The precipitation of iron at pH > 4 is one of the main drawbacks of any Fenton-based process. Among the engineered solutions, the incorporation of iron within the wide cavities of graphitic carbon nitride (g-CN) has recently gained momentum. However, most works employing Fe-g-CN materials usually employ high H2O2 concentrations (>25 mM) to observe considerable pollutant abatements (without or with UV–vis light irradiation, i.e., by heterogeneous dark- or photo-Fenton processes, respectively). To gain further insights into this issue, in this work, Fe-g-CN, with different amounts of iron, were synthesised by thermal polycondensation of melamine and FeCl3·6H2O as precursors and compared its performance with the g-CN alone.
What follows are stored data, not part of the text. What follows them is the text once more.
//! Request handlers: one Store action and one response per request

use crate::error::Result;
use crate::store::Store;
use crate::types::{as_millis, Operation};
use serde_json::json;
use std::fmt;
use std::path::PathBuf;
use std::time::Duration;
use tokio::io::AsyncRead;

/// Readable byte source for `putObjectByStream`
pub type ByteStream = Box<dyn AsyncRead + Send + Unpin>;

/// A named operation with its parameters
pub enum Request {
    GetFile {
        key: String,
    },
    GetFilePath {
        key: String,
    },
    GetStream {
        key: String,
    },
    BumpObject {
        key: String,
    },
    PutObjectByFile {
        key: String,
        src_path: PathBuf,
        /// Falls back to the service's default initial life
        initial_life: Option<Duration>,
    },
    PutObjectByStream {
        key: String,
        source: ByteStream,
        initial_life: Option<Duration>,
    },
}

impl Request {
    pub fn operation(&self) -> Operation {
        match self {
            Request::GetFile { .. } => Operation::GetFile,
            Request::GetFilePath { .. } => Operation::GetFilePath,
            Request::GetStream { .. } => Operation::GetStream,
            Request::BumpObject { .. } => Operation::BumpObject,
            Request::PutObjectByFile { .. } => Operation::PutObjectByFile,
            Request::PutObjectByStream { .. } => Operation::PutObjectByStream,
        }
    }

    pub fn key(&self) -> &str {
        match self {
            Request::GetFile { key }
            | Request::GetFilePath { key }
            | Request::GetStream { key }
            | Request::BumpObject { key }
            | Request::PutObjectByFile { key, .. }
            | Request::PutObjectByStream { key, .. } => key,
        }
    }

    /// Parameters as reported in telemetry. Streams are not described.
    pub fn params(&self) -> serde_json::Value {
        match self {
            Request::PutObjectByFile {
                key,
                src_path,
                initial_life,
            } => json!({
                "key": key,
                "srcPath": src_path,
                "initialLife": initial_life.map(as_millis),
            }),
            Request::PutObjectByStream {
                key, initial_life, ..
            } => json!({
                "key": key,
                "initialLife": initial_life.map(as_millis),
            }),
            _ => json!({ "key": self.key() }),
        }
    }
}

impl fmt::Debug for Request {
    fn fmt(&self, f: &mut fmt::Formatter<'_>) -> fmt::Result {
        write!(f, "{}({})", self.operation(), self.params())
    }
}

/// Success payloads
#[derive(Debug)]
pub enum Response {
    Bytes(Vec<u8>),
    Path(PathBuf),
    Stream(tokio::fs::File),
    Ack,
}

/// Run `request` against the store
pub async fn handle(store: &Store, request: Request, default_life: Duration) -> Result<Response> {
    match request {
        Request::GetFile { key } => store.read_bytes(&key).await.map(Response::Bytes),
        Request::GetFilePath { key } => store.read_path(&key).await.map(Response::Path),
        Request::GetStream { key } => store.open_stream(&key).await.map(Response::Stream),
        Request::BumpObject { key } => store.bump(&key).await.map(|_| Response::Ack),
        Request::PutObjectByFile {
            key,
            src_path,
            initial_life,
        } => {
            let life = initial_life.unwrap_or(default_life);
            store.put_file(&key, &src_path, life).await?;
            Ok(Response::Ack)
        }
        Request::PutObjectByStream {
            key,
            mut source,
            initial_life,
        } => {
            let life = initial_life.unwrap_or(default_life);
            store.put_stream(&key, &mut source, life).await?;
            Ok(Response::Ack)
        }
    }
}
//! Periodic lifetime decay and eviction

use crate::store::Store;
use std::sync::Arc;
use std::time::Duration;
use tokio::task::JoinHandle;
use tokio::time::{interval_at, Instant, MissedTickBehavior};
use tracing::{debug, info};

/// Decays every live entry by `tick` once per `tick`
#[derive(Clone)]
pub struct Sweeper {
    store: Arc<Store>,
    tick: Duration,
}

impl Sweeper {
    pub fn new(store: Arc<Store>, tick: Duration) -> Self {
        Self { store, tick }
    }

    pub fn tick(&self) -> Duration {
        self.tick
    }

    /// Run one sweep pass, returning the evicted keys
    pub async fn sweep_once(&self) -> Vec<String> {
        let evicted = self.store.decay(self.tick).await;
        if !evicted.is_empty() {
            info!(count = evicted.len(), "Swept expired entries");
        }
        evicted
    }

    /// Spawn the recurring sweep. The first pass runs one full tick after
    /// spawning; abort the handle to stop it.
    pub fn spawn(self) -> JoinHandle<()> {
        tokio::spawn(async move {
            let mut ticker = interval_at(Instant::now() + self.tick, self.tick);
            // Missed ticks are delayed, not replayed.
            ticker.set_missed_tick_behavior(MissedTickBehavior::Delay);
            debug!(tick_ms = self.tick.as_millis() as u64, "Sweeper started");
            loop {
                ticker.tick().await;
                self.sweep_once().await;
            }
        })
    }
}
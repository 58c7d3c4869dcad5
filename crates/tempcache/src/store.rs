//! File-backed artifact store with in-memory lifetime counters

use crate::error::{Result, TempcacheError};
use crate::types::{as_millis, CacheEntry, CacheStats};
use std::collections::HashMap;
use std::io::ErrorKind;
use std::path::{Path, PathBuf};
use std::sync::atomic::{AtomicU64, Ordering};
use std::time::Duration;
use tokio::fs;
use tokio::io::{AsyncRead, AsyncWriteExt};
use tokio::sync::Mutex;
use tracing::{debug, info, warn};

/// Maps keys to remaining lifetimes and owns one file per key under `root`.
///
/// Every counter-map mutation happens under a single lock, so the store is
/// safe to share between concurrently admitted requests and the sweeper.
pub struct Store {
    /// Remaining lifetime in milliseconds, per key
    counters: Mutex<HashMap<String, i64>>,
    /// Directory where artifacts are stored
    root: PathBuf,
    /// Milliseconds added by a bump
    bump_strength_ms: i64,
    hits: AtomicU64,
    misses: AtomicU64,
    evictions: AtomicU64,
}

impl Store {
    /// Create a new store rooted at `root` (made absolute against the
    /// current directory when relative)
    pub fn new(root: PathBuf, bump_strength: Duration) -> Self {
        let root = if root.is_absolute() {
            root
        } else {
            std::env::current_dir()
                .map(|cwd| cwd.join(&root))
                .unwrap_or(root)
        };

        Self {
            counters: Mutex::new(HashMap::new()),
            root,
            bump_strength_ms: as_millis(bump_strength),
            hits: AtomicU64::new(0),
            misses: AtomicU64::new(0),
            evictions: AtomicU64::new(0),
        }
    }

    /// Wipe and recreate the root directory. Nothing survives a restart.
    pub async fn init(&self) -> Result<()> {
        if self.root.parent().is_none() {
            return Err(TempcacheError::Unexpected(format!(
                "refusing to wipe {:?}",
                self.root
            )));
        }

        match fs::remove_dir_all(&self.root).await {
            Ok(()) => {}
            Err(e) if e.kind() == ErrorKind::NotFound => {}
            Err(e) => return Err(e.into()),
        }
        fs::create_dir_all(&self.root).await?;
        self.counters.lock().await.clear();

        info!(root = ?self.root, "Store initialized");
        Ok(())
    }

    pub fn root(&self) -> &Path {
        &self.root
    }

    /// Path of the backing file for `key`
    pub fn path_for(&self, key: &str) -> Result<PathBuf> {
        validate_key(key)?;
        Ok(self.root.join(key))
    }

    /// Read the artifact, bumping the key first if it is tracked.
    /// An untracked key is not an error; a missing file is.
    pub async fn read_bytes(&self, key: &str) -> Result<Vec<u8>> {
        let path = self.path_for(key)?;
        self.bump_if_tracked(key).await;
        Ok(fs::read(&path).await?)
    }

    /// Absolute path of a tracked key. The file itself is not checked.
    pub async fn read_path(&self, key: &str) -> Result<PathBuf> {
        let path = self.path_for(key)?;
        self.bump(key).await?;
        Ok(path)
    }

    /// Open the artifact for streaming, bumping the key if it is tracked
    pub async fn open_stream(&self, key: &str) -> Result<fs::File> {
        let path = self.path_for(key)?;
        self.bump_if_tracked(key).await;
        Ok(fs::File::open(&path).await?)
    }

    /// Extend a tracked key's lifetime, returning the new remaining lifetime
    pub async fn bump(&self, key: &str) -> Result<i64> {
        validate_key(key)?;
        let mut counters = self.counters.lock().await;
        match counters.get_mut(key) {
            Some(remaining) => {
                *remaining = remaining.saturating_add(self.bump_strength_ms);
                self.hits.fetch_add(1, Ordering::Relaxed);
                Ok(*remaining)
            }
            None => {
                self.misses.fetch_add(1, Ordering::Relaxed);
                Err(TempcacheError::KeyNotFound(key.to_string()))
            }
        }
    }

    async fn bump_if_tracked(&self, key: &str) -> bool {
        self.bump(key).await.is_ok()
    }

    /// Copy `src` into the store under `key`. A source that cannot be opened
    /// leaves any previous entry for `key` untouched.
    pub async fn put_file(&self, key: &str, src: &Path, initial_life: Duration) -> Result<()> {
        let dest = self.path_for(key)?;
        let mut source = fs::File::open(src).await?;
        if !source.metadata().await?.is_file() {
            return Err(std::io::Error::new(
                ErrorKind::InvalidInput,
                format!("{} is not a regular file", src.display()),
            )
            .into());
        }

        let size = self.write_entry(key, &dest, &mut source, initial_life).await?;
        debug!(key = %key, size, "Stored artifact from file");
        Ok(())
    }

    /// Drain `src` into the store under `key`, returning the bytes written
    pub async fn put_stream<R>(&self, key: &str, src: &mut R, initial_life: Duration) -> Result<u64>
    where
        R: AsyncRead + Unpin + ?Sized,
    {
        let dest = self.path_for(key)?;

        let size = self.write_entry(key, &dest, src, initial_life).await?;
        debug!(key = %key, size, "Stored artifact from stream");
        Ok(size)
    }

    async fn write_entry<R>(
        &self,
        key: &str,
        dest: &Path,
        src: &mut R,
        initial_life: Duration,
    ) -> Result<u64>
    where
        R: AsyncRead + Unpin + ?Sized,
    {
        // The counter and the file appear together, so a sweep never sees
        // one without the other. A failed create changes nothing.
        let mut file = {
            let mut counters = self.counters.lock().await;
            let file = fs::File::create(dest).await?;
            counters.insert(key.to_string(), as_millis(initial_life));
            file
        };

        let written = async {
            let size = tokio::io::copy(src, &mut file).await?;
            file.flush().await?;
            Ok::<_, std::io::Error>(size)
        }
        .await;
        drop(file);

        match written {
            Ok(size) => {
                self.discard_if_evicted(key, dest).await;
                Ok(size)
            }
            Err(e) => {
                self.rollback(key, dest).await;
                Err(e.into())
            }
        }
    }

    /// A sweep may evict the entry while its file is still being written.
    /// The file must not outlive the counter.
    async fn discard_if_evicted(&self, key: &str, dest: &Path) {
        let counters = self.counters.lock().await;
        if !counters.contains_key(key) {
            remove_file_quietly(dest).await;
            debug!(key = %key, "Entry expired while being written");
        }
    }

    /// Undo a put whose write failed after the destination was truncated:
    /// no counter, no partial file
    async fn rollback(&self, key: &str, dest: &Path) {
        let mut counters = self.counters.lock().await;
        counters.remove(key);
        remove_file_quietly(dest).await;
        warn!(key = %key, "Put failed, entry rolled back");
    }

    /// Delete the backing file (ignoring absence) and forget the key.
    /// Returns whether the key was tracked.
    pub async fn remove(&self, key: &str) -> Result<bool> {
        let path = self.path_for(key)?;
        let mut counters = self.counters.lock().await;
        let tracked = counters.remove(key).is_some();
        remove_file_quietly(&path).await;
        Ok(tracked)
    }

    /// Subtract `tick` from every entry and evict those at or below zero.
    /// Returns the evicted keys.
    pub async fn decay(&self, tick: Duration) -> Vec<String> {
        let tick_ms = as_millis(tick);
        let mut counters = self.counters.lock().await;

        let mut expired = Vec::new();
        for (key, remaining) in counters.iter_mut() {
            *remaining = remaining.saturating_sub(tick_ms);
            if *remaining <= 0 {
                expired.push(key.clone());
            }
        }

        // Files are deleted while the map is still locked so a concurrent
        // put of the same key cannot have its fresh file removed.
        for key in &expired {
            counters.remove(key);
            remove_file_quietly(&self.root.join(key)).await;
            debug!(key = %key, "Evicted expired entry");
        }

        self.evictions
            .fetch_add(expired.len() as u64, Ordering::Relaxed);
        expired
    }

    pub async fn remaining_life(&self, key: &str) -> Option<i64> {
        self.counters.lock().await.get(key).copied()
    }

    pub async fn contains(&self, key: &str) -> bool {
        self.counters.lock().await.contains_key(key)
    }

    /// All tracked entries, sorted by key
    pub async fn entries(&self) -> Vec<CacheEntry> {
        let counters = self.counters.lock().await;
        let mut entries: Vec<CacheEntry> = counters
            .iter()
            .map(|(key, remaining)| CacheEntry {
                key: key.clone(),
                remaining_life_ms: *remaining,
            })
            .collect();
        entries.sort_by(|a, b| a.key.cmp(&b.key));
        entries
    }

    /// Get current store statistics
    pub async fn stats(&self) -> CacheStats {
        let counters = self.counters.lock().await;
        CacheStats {
            entries: counters.len(),
            hits: self.hits.load(Ordering::Relaxed),
            misses: self.misses.load(Ordering::Relaxed),
            evictions: self.evictions.load(Ordering::Relaxed),
        }
    }
}

/// A key must name exactly one file directly under the root
fn validate_key(key: &str) -> Result<()> {
    let invalid = key.is_empty()
        || key == "."
        || key == ".."
        || key.contains(['/', '\\', '\0']);

    if invalid {
        return Err(TempcacheError::InvalidKey(key.to_string()));
    }
    Ok(())
}

async fn remove_file_quietly(path: &Path) {
    match fs::remove_file(path).await {
        Ok(()) => {}
        Err(e) if e.kind() == ErrorKind::NotFound => {}
        Err(e) => warn!(path = ?path, error = %e, "Failed to remove cached file"),
    }
}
Under UV-A light, a content of 0.2% w/w of iron in the g-CN was optimal to improve the oxidative performances of target pollutants (phenol and sulfamethoxazole 100 μM, respectively), higher Fe-loadings decreased the photocatalytic performances with respect to g-CN. Interestingly, this trend was inversed when adding H2O2 1 mM, being the pollutant removal by g-CN faster than that by Fe-g-CN (for phenol, kobs = 8.02 × 10−2 min−1 and 2.83 × 10−2 min−1, respectively), opposed to expectations. Furthermore, HO•, HO2• or 1O2 were barely detected by Electron Paramagnetic Resonance, indicating that the reactive species should oxidise the g-CN rather than react with the spin traps. Finally, although g-CN oxidation was not observed by typical characterisation techniques (such as FT-IR/ATR), we have observed 6 times more nitrates formation by illuminated Fe-g-CN than g-CN, indicating that iron enhances the self-oxidation of illuminated carbon nitrides. Our results demonstrate that iron incorporation in g-CN might be not as convenient as usually stated in the literature, as the stability of the photocatalyst is drastically reduced, releasing nitrates and possibly decreasing the material's lifetime.